• **Task to complete**
In the entries below, every line with the string "impl" is to be reported.

• **The data**
·····

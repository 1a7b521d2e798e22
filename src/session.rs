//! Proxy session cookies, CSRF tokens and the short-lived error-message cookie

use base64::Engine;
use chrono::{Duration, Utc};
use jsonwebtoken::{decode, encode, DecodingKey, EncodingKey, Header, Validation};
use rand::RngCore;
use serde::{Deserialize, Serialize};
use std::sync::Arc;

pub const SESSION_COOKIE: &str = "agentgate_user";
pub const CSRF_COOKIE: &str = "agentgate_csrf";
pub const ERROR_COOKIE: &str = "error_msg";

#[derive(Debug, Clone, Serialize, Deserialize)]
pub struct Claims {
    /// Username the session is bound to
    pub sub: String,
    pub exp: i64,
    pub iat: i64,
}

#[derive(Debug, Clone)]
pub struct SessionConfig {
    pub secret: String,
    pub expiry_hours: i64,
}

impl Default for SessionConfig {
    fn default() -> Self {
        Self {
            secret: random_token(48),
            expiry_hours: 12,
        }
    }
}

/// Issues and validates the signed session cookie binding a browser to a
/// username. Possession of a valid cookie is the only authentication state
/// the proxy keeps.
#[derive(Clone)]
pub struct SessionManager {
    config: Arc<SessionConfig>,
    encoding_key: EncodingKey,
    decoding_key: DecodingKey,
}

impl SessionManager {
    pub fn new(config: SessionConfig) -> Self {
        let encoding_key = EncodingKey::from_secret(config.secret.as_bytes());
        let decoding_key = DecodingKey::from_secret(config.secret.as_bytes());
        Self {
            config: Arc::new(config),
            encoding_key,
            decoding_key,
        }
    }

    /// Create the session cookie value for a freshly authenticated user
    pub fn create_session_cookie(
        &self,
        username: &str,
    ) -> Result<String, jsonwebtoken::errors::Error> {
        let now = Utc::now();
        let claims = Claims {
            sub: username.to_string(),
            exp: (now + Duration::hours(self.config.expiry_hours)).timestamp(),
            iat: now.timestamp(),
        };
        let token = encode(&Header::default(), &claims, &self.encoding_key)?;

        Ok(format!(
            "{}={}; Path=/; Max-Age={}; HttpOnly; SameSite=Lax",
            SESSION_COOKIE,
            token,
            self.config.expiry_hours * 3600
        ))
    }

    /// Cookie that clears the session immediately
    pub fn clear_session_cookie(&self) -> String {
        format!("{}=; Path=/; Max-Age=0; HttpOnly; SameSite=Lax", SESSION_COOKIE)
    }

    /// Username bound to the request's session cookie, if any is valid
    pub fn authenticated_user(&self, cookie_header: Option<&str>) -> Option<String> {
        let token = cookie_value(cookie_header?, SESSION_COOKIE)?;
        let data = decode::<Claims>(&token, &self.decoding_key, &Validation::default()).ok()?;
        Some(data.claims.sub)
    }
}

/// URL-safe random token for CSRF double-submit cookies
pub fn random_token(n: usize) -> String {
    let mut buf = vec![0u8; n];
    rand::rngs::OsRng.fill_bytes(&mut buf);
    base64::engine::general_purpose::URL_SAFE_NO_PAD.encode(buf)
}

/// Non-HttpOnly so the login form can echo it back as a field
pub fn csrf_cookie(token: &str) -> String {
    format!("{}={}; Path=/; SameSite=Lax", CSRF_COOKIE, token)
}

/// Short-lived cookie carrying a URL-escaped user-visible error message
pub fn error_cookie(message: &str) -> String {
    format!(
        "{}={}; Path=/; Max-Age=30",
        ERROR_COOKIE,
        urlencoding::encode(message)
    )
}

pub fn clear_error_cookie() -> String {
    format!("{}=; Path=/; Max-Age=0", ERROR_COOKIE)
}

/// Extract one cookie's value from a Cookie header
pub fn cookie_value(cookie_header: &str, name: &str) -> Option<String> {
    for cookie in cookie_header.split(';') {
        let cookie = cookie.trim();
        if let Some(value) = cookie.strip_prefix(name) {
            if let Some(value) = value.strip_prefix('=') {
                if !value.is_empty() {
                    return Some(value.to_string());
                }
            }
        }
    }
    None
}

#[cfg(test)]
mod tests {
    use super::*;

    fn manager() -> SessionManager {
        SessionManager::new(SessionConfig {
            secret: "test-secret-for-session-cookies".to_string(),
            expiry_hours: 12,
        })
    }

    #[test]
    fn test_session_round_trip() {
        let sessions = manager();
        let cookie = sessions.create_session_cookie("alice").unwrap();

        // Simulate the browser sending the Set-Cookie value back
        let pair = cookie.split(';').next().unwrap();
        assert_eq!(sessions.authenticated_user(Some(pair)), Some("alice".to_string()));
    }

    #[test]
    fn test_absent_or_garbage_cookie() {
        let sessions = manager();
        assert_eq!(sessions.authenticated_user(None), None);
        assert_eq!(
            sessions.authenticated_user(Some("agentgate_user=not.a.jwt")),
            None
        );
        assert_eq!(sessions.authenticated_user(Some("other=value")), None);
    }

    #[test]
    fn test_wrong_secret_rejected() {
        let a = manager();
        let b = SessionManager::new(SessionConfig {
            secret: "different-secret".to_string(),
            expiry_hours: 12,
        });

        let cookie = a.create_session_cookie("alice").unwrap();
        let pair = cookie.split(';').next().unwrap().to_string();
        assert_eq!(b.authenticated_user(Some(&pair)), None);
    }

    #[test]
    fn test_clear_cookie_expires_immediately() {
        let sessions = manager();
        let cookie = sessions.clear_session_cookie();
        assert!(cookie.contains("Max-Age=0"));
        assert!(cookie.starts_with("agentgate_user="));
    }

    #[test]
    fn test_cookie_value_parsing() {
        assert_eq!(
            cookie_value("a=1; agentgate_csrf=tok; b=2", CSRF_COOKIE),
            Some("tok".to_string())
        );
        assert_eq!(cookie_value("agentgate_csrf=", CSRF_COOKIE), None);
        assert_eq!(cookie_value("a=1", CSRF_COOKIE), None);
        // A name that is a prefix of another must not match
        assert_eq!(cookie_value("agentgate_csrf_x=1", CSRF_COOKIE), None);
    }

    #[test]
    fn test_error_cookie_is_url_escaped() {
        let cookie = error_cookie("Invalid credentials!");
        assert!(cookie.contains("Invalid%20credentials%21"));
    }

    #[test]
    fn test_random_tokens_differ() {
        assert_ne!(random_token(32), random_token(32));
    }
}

·····

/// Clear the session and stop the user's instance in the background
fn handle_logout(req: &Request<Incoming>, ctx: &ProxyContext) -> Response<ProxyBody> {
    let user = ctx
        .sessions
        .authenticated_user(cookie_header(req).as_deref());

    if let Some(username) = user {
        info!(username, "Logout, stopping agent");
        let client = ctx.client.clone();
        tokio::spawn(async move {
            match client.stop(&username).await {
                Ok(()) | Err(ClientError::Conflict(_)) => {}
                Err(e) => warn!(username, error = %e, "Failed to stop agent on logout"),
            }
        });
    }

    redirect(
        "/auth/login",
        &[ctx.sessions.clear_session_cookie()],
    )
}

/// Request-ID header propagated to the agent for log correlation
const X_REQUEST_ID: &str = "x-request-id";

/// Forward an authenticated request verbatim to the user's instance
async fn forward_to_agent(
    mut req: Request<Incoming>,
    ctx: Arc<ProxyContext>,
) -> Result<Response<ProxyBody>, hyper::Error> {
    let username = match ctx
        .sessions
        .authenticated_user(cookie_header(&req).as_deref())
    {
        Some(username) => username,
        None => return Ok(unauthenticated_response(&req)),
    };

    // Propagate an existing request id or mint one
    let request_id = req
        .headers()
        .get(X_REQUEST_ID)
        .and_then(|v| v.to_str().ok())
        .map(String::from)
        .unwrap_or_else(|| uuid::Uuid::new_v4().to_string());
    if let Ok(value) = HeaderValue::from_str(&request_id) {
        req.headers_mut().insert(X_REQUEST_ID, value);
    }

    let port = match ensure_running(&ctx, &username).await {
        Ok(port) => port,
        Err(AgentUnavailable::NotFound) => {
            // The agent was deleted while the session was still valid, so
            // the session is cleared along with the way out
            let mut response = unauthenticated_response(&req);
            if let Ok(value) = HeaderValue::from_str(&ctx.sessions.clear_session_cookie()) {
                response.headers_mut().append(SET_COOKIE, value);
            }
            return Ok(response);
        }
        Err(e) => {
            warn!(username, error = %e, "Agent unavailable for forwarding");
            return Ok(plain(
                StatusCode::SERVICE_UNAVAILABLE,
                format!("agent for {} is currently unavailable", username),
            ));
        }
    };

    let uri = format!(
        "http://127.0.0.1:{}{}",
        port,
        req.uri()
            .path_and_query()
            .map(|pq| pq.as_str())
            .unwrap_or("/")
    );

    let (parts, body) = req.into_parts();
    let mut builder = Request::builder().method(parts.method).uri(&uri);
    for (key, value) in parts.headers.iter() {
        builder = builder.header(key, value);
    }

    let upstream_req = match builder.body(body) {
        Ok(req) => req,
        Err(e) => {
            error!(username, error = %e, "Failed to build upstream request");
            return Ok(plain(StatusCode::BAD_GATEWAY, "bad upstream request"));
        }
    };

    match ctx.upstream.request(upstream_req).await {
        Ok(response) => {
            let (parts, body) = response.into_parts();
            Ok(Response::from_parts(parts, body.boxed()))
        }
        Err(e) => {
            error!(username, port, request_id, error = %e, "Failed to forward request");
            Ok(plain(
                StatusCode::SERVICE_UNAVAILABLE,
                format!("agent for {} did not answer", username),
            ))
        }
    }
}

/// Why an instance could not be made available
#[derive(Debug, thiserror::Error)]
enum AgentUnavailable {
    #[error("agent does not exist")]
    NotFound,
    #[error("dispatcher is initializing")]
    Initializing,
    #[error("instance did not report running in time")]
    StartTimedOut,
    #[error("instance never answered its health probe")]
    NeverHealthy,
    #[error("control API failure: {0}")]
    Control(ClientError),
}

·····

• **Task response**
impl Default for SessionConfig {
impl SessionManager {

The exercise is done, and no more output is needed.